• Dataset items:
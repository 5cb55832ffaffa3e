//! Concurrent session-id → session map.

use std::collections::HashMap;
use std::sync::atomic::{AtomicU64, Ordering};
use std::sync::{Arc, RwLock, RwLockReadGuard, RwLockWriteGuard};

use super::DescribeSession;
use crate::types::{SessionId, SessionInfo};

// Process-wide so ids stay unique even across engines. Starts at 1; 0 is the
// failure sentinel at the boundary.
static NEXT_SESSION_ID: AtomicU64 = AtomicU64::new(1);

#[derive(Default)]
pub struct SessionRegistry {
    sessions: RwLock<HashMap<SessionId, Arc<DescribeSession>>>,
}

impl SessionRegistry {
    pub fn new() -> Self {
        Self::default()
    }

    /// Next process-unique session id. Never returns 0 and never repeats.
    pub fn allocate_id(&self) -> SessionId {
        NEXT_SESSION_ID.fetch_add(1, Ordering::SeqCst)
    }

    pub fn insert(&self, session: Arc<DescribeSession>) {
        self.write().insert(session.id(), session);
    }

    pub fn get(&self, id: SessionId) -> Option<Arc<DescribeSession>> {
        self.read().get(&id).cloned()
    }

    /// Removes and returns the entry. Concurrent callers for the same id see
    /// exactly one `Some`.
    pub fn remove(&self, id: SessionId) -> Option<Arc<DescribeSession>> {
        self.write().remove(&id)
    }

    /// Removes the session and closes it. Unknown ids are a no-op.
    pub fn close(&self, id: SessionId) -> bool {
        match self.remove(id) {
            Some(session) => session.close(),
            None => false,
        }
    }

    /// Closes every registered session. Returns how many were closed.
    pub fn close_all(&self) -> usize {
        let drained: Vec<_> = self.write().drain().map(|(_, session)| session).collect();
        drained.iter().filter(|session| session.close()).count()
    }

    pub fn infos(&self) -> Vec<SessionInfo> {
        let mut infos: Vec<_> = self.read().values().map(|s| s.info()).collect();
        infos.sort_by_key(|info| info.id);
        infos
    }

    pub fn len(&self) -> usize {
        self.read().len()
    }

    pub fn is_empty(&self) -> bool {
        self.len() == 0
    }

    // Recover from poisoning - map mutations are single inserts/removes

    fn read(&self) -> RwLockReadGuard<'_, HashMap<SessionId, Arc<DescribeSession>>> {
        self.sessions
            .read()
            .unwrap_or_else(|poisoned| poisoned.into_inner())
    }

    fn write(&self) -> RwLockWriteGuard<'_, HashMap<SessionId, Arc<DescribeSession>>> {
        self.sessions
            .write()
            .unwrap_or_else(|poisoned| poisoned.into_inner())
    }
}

---

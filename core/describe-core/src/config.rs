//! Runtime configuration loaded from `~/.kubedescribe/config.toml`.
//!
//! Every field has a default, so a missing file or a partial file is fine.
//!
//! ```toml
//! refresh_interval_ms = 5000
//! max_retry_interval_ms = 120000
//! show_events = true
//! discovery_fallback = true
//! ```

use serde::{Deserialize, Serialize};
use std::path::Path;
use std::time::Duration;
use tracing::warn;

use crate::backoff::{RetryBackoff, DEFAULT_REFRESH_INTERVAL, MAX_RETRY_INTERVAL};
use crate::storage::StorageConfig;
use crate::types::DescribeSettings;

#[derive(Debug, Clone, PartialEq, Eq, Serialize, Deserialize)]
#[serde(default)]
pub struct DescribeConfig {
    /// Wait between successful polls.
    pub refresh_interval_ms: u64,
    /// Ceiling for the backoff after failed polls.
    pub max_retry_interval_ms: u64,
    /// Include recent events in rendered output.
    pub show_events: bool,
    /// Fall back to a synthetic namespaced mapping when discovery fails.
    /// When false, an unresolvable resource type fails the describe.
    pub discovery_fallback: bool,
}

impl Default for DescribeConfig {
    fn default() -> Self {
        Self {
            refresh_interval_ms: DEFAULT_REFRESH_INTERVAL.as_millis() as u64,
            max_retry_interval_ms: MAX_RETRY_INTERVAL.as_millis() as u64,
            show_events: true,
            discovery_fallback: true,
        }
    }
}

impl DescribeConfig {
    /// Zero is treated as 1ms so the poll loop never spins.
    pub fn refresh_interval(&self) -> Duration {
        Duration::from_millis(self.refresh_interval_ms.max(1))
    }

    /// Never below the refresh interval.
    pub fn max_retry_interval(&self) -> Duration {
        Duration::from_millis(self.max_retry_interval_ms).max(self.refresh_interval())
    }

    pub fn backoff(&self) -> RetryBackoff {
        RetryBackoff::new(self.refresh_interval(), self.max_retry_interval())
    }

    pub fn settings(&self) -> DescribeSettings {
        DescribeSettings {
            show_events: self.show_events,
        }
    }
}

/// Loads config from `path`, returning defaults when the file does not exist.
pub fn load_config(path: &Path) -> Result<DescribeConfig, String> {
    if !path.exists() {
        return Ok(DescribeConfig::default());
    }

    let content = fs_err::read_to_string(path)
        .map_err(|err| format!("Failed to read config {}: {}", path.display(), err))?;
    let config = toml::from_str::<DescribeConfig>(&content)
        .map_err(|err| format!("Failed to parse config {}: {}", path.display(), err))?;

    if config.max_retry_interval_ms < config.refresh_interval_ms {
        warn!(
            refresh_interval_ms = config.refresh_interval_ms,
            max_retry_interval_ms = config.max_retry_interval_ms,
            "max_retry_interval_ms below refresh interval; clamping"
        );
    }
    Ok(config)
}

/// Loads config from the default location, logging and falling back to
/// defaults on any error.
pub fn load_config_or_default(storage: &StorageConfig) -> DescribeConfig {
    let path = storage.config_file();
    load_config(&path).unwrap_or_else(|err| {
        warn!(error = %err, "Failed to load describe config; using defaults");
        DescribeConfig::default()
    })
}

• PROMPT:
Only lines containing "impl" belong in the answer; copy every such line from the records.

• ANSWER SECTION:
impl SessionRegistry {
impl Default for DescribeConfig {
impl DescribeConfig {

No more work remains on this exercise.